## Source material
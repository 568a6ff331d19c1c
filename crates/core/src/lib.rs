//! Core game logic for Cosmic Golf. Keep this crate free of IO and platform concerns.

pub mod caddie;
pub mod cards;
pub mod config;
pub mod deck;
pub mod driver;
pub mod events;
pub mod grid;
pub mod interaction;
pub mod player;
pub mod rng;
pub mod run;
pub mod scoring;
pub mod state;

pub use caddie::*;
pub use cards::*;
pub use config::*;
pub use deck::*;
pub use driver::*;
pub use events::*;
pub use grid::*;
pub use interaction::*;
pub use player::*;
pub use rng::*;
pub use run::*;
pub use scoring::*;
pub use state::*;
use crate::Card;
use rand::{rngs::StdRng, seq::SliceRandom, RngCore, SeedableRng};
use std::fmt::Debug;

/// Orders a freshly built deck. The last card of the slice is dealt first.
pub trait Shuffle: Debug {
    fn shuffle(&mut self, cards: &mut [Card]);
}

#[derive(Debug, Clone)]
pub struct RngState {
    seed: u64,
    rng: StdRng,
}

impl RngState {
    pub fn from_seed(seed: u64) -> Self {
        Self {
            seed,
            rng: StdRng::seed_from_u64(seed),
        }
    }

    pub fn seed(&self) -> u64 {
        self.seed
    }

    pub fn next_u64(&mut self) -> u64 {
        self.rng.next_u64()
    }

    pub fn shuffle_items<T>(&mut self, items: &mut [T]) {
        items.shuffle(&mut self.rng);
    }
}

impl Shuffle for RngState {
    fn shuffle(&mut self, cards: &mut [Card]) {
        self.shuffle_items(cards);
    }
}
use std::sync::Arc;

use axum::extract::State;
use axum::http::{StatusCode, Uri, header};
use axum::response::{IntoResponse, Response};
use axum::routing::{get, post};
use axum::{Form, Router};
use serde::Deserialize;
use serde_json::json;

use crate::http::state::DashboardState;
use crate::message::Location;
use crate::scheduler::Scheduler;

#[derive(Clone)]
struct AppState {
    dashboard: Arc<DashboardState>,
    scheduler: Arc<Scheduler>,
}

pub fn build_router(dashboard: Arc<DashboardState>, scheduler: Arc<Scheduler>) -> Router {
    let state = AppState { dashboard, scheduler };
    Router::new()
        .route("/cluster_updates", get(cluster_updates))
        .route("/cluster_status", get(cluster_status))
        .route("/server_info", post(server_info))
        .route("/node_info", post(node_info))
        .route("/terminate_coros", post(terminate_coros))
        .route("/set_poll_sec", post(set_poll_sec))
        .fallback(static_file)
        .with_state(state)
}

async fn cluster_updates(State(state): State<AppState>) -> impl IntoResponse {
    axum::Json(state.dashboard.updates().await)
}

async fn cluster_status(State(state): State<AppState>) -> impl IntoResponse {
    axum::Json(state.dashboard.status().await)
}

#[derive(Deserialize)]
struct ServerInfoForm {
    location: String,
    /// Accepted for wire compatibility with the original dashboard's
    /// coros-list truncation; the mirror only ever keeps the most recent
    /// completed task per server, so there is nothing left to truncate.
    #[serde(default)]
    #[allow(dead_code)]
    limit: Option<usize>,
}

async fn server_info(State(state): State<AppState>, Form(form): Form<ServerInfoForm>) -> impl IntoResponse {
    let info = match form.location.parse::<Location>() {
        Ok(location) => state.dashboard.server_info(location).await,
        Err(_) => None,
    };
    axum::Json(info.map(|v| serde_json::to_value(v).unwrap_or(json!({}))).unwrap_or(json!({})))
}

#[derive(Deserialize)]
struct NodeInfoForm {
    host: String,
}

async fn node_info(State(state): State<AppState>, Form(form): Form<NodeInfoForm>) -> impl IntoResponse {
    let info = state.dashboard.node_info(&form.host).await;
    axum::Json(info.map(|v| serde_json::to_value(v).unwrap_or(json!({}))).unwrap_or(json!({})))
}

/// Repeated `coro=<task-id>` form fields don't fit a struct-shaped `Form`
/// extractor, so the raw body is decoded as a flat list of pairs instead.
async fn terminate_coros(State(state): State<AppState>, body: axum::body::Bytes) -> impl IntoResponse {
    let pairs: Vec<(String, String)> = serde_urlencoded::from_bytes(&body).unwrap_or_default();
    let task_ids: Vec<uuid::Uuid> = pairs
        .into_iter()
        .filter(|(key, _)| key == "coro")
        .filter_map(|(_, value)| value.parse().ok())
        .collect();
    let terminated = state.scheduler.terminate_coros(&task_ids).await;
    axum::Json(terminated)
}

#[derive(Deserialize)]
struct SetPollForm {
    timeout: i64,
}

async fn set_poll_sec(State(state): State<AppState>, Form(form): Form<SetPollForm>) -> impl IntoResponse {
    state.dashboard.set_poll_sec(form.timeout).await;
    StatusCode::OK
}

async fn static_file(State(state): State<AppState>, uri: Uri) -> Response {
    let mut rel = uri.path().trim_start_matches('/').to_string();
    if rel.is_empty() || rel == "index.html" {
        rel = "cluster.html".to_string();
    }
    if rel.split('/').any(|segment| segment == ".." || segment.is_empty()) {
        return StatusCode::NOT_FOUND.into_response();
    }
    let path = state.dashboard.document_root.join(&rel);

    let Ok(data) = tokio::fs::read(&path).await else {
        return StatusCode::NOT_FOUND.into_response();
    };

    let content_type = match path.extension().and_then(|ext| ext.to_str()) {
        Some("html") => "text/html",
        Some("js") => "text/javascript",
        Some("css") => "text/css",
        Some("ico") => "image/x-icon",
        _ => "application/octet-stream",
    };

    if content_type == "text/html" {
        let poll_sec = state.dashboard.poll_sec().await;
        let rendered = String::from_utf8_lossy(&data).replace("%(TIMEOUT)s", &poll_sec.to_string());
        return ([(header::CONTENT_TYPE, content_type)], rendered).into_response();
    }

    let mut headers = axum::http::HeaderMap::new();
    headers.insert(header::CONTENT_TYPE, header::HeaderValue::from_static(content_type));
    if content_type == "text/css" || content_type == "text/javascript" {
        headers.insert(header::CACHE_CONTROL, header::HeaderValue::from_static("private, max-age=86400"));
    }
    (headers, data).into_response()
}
---
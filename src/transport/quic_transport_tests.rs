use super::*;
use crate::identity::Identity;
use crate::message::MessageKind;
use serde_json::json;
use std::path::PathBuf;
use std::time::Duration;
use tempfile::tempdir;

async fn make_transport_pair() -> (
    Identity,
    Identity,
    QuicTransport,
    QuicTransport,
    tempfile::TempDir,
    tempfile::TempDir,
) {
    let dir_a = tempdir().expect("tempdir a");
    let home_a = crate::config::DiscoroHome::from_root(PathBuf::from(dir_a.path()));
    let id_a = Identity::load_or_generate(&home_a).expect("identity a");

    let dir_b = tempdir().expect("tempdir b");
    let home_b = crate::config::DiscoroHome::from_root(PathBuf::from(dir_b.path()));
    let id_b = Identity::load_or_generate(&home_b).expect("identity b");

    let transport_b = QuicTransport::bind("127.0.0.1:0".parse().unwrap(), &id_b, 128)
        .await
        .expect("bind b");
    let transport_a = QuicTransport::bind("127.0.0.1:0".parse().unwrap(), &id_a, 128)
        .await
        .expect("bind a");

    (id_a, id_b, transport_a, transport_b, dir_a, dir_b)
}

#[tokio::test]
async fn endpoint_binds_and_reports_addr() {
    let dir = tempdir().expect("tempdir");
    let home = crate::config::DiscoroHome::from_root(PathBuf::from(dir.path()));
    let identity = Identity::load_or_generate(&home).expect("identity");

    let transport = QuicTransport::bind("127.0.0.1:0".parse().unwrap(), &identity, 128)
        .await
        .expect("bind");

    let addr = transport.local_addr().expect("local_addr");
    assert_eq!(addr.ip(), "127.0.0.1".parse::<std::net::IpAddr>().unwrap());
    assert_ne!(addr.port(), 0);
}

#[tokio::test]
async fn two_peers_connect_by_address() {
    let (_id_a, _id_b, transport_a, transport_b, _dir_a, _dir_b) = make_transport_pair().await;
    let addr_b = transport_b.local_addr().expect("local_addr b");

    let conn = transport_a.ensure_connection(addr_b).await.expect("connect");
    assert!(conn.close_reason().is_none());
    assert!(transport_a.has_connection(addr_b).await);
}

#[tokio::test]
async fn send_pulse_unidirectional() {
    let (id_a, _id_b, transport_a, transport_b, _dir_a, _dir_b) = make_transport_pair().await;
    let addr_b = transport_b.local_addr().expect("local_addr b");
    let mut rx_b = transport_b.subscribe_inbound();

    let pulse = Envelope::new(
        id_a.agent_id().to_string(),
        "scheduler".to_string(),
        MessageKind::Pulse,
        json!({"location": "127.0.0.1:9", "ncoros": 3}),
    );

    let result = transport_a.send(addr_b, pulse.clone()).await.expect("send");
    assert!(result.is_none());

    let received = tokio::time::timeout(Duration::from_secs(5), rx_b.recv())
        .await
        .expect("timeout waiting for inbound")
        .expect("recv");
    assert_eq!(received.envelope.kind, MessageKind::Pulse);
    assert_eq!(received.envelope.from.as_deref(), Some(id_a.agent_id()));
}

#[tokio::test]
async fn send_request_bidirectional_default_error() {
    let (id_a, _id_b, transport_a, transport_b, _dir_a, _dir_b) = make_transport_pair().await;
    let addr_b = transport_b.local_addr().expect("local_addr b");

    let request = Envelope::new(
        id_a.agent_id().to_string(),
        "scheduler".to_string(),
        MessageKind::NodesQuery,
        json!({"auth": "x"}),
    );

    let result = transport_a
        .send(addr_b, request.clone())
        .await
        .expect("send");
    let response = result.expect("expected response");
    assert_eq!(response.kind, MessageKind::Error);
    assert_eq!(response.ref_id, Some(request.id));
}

## Your instructions
Locate the word "MessageKind" in the records and collect each line it appears in.

## Answer space
use crate::message::MessageKind;
        MessageKind::Pulse,
    assert_eq!(received.envelope.kind, MessageKind::Pulse);
        MessageKind::NodesQuery,
    assert_eq!(response.kind, MessageKind::Error);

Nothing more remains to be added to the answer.